━━━ Recorded information

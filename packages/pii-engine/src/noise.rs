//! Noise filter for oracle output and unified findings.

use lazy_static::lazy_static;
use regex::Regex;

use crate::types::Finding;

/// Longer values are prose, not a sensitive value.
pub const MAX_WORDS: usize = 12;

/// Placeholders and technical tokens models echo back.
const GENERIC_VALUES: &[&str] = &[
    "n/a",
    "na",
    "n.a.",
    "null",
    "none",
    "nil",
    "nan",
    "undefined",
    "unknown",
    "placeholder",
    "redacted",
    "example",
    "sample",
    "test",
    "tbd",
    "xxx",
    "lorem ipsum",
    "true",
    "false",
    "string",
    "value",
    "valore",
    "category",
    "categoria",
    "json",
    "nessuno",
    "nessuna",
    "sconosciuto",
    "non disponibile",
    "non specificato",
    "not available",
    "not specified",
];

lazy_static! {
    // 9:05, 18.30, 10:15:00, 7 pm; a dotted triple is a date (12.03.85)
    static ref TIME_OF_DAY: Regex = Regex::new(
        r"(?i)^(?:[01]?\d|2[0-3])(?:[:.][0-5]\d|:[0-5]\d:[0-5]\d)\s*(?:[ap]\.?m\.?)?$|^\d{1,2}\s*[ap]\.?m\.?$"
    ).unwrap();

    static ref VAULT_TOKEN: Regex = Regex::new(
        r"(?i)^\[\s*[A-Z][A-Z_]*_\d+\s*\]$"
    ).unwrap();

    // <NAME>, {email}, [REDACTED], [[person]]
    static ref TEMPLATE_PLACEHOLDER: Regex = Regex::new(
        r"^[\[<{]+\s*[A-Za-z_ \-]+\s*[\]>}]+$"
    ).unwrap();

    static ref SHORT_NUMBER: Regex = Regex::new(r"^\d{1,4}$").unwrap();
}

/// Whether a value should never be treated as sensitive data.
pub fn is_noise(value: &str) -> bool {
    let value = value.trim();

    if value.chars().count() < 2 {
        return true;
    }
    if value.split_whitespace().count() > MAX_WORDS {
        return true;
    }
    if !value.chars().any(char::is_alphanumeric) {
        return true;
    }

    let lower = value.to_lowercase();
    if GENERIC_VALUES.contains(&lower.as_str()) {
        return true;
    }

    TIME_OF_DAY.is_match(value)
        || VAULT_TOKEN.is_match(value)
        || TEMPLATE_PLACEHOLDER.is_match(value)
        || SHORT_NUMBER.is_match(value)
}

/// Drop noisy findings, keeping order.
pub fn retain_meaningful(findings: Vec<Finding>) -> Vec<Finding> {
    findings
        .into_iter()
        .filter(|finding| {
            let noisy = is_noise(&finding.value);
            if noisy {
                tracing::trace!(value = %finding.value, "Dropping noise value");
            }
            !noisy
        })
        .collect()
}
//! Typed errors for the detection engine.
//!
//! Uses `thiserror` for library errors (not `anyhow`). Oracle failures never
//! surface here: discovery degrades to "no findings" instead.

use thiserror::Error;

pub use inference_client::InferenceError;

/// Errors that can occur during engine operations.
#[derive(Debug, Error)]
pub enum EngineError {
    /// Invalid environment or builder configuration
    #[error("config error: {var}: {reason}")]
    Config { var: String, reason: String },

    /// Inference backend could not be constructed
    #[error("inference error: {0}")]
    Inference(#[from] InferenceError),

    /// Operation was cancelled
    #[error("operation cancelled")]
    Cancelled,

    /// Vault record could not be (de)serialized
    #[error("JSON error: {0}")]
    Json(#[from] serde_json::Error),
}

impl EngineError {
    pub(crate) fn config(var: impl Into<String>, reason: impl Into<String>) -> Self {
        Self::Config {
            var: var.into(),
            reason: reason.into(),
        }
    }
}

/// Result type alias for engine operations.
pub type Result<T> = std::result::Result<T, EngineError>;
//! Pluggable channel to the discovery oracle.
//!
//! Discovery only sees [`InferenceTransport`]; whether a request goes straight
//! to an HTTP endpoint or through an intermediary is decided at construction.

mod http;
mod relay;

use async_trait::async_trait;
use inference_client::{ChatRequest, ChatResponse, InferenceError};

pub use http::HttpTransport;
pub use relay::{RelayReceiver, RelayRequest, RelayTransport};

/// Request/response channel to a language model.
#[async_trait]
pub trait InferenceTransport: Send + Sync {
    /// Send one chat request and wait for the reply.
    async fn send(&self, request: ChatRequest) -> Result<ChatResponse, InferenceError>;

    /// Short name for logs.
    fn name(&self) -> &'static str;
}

━━━━━━
━━━ Recorded information

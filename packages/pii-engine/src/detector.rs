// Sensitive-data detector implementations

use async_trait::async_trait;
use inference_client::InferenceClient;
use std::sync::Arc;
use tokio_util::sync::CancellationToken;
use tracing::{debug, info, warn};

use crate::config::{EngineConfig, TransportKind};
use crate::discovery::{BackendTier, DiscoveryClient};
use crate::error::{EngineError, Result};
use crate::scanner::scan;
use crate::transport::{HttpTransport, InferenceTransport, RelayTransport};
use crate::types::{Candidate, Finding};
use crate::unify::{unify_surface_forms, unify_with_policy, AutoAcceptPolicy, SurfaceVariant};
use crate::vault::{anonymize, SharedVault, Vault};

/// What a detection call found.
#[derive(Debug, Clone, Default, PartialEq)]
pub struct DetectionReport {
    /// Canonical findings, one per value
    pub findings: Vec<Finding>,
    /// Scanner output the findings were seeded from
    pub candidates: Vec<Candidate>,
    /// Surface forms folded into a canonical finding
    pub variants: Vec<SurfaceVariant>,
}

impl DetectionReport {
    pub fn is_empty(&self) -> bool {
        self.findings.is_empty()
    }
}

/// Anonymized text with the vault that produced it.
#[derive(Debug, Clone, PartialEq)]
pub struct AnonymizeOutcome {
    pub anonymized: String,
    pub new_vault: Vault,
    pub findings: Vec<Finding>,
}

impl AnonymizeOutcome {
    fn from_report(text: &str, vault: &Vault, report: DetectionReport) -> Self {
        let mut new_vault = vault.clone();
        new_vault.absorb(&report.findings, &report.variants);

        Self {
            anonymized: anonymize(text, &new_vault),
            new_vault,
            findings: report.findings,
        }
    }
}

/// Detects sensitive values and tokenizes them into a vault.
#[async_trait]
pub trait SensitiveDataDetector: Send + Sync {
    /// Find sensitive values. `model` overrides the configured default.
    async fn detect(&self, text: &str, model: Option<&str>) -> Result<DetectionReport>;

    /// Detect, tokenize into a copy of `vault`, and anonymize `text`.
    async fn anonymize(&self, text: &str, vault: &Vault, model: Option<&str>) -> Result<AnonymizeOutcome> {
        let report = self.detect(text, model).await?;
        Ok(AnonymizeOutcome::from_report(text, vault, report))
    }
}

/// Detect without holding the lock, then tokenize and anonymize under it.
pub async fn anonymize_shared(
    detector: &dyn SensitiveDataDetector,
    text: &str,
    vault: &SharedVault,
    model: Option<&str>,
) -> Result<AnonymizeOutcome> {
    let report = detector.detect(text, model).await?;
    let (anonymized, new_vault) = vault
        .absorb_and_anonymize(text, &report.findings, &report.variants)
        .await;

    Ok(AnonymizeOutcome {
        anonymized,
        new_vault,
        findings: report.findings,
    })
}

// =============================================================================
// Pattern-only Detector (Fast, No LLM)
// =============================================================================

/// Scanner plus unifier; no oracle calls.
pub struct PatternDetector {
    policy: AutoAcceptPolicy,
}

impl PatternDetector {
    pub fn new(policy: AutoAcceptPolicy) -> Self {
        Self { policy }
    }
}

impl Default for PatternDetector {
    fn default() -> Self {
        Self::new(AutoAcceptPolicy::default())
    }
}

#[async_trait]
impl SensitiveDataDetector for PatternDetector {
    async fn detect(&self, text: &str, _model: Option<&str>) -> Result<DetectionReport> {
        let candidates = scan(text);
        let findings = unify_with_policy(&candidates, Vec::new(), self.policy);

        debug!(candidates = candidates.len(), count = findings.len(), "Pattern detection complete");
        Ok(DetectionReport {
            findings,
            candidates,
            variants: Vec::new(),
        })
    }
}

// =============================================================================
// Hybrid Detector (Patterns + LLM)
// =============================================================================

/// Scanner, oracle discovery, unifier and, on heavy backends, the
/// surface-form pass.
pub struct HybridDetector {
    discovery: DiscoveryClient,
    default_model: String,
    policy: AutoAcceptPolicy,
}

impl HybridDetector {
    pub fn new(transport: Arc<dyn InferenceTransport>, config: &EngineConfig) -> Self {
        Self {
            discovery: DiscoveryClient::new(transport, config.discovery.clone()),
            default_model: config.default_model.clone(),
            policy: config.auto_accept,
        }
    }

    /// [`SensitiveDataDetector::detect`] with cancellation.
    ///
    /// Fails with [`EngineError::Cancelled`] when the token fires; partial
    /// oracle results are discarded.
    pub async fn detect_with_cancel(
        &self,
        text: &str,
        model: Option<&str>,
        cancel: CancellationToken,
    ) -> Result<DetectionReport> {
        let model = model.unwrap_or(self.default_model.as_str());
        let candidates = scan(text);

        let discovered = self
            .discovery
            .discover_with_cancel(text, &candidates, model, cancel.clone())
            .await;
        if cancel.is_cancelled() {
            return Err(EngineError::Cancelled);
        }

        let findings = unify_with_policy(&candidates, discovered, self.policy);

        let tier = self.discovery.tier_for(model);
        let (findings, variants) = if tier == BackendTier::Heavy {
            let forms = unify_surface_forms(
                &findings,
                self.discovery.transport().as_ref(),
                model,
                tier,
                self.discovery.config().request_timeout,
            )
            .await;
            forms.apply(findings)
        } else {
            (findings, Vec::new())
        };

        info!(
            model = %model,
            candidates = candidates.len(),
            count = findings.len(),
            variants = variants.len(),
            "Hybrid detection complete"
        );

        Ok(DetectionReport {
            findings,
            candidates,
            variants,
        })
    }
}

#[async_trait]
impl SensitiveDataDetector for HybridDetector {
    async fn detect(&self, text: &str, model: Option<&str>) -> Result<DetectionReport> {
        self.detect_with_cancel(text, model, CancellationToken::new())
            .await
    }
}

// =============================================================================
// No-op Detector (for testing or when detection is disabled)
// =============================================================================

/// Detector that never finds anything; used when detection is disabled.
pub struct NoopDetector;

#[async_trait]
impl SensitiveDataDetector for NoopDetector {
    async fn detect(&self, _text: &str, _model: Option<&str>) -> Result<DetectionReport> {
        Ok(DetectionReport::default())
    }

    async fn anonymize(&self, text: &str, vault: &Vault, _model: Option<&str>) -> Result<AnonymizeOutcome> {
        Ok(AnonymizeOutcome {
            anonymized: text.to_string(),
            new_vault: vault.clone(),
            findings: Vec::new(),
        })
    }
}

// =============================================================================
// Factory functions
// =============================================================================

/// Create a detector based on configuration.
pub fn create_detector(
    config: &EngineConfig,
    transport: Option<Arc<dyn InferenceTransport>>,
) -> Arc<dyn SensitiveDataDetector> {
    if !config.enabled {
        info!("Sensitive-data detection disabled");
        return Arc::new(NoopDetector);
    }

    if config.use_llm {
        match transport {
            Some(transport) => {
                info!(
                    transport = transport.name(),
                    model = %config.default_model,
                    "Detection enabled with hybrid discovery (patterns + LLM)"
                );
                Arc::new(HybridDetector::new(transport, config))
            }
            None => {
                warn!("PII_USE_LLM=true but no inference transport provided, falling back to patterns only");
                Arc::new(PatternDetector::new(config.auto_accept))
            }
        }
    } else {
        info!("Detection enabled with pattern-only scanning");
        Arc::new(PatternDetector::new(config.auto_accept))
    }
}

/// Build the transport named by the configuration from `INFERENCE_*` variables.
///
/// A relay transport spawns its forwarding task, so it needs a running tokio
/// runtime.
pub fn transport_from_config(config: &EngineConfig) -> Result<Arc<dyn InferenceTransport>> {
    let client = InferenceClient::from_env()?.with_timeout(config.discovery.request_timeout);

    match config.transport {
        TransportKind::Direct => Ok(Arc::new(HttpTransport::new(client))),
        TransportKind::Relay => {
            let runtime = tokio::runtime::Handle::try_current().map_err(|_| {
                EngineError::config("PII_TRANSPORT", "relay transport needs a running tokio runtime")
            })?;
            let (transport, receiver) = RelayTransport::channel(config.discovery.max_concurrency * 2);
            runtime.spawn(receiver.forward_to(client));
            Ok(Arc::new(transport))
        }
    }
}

━━━━━━

To do →
Lines of the listing above that contain the word "bool" must all be copied.

Exercise result →
pub fn is_noise(value: &str) -> bool {
    pub fn is_empty(&self) -> bool {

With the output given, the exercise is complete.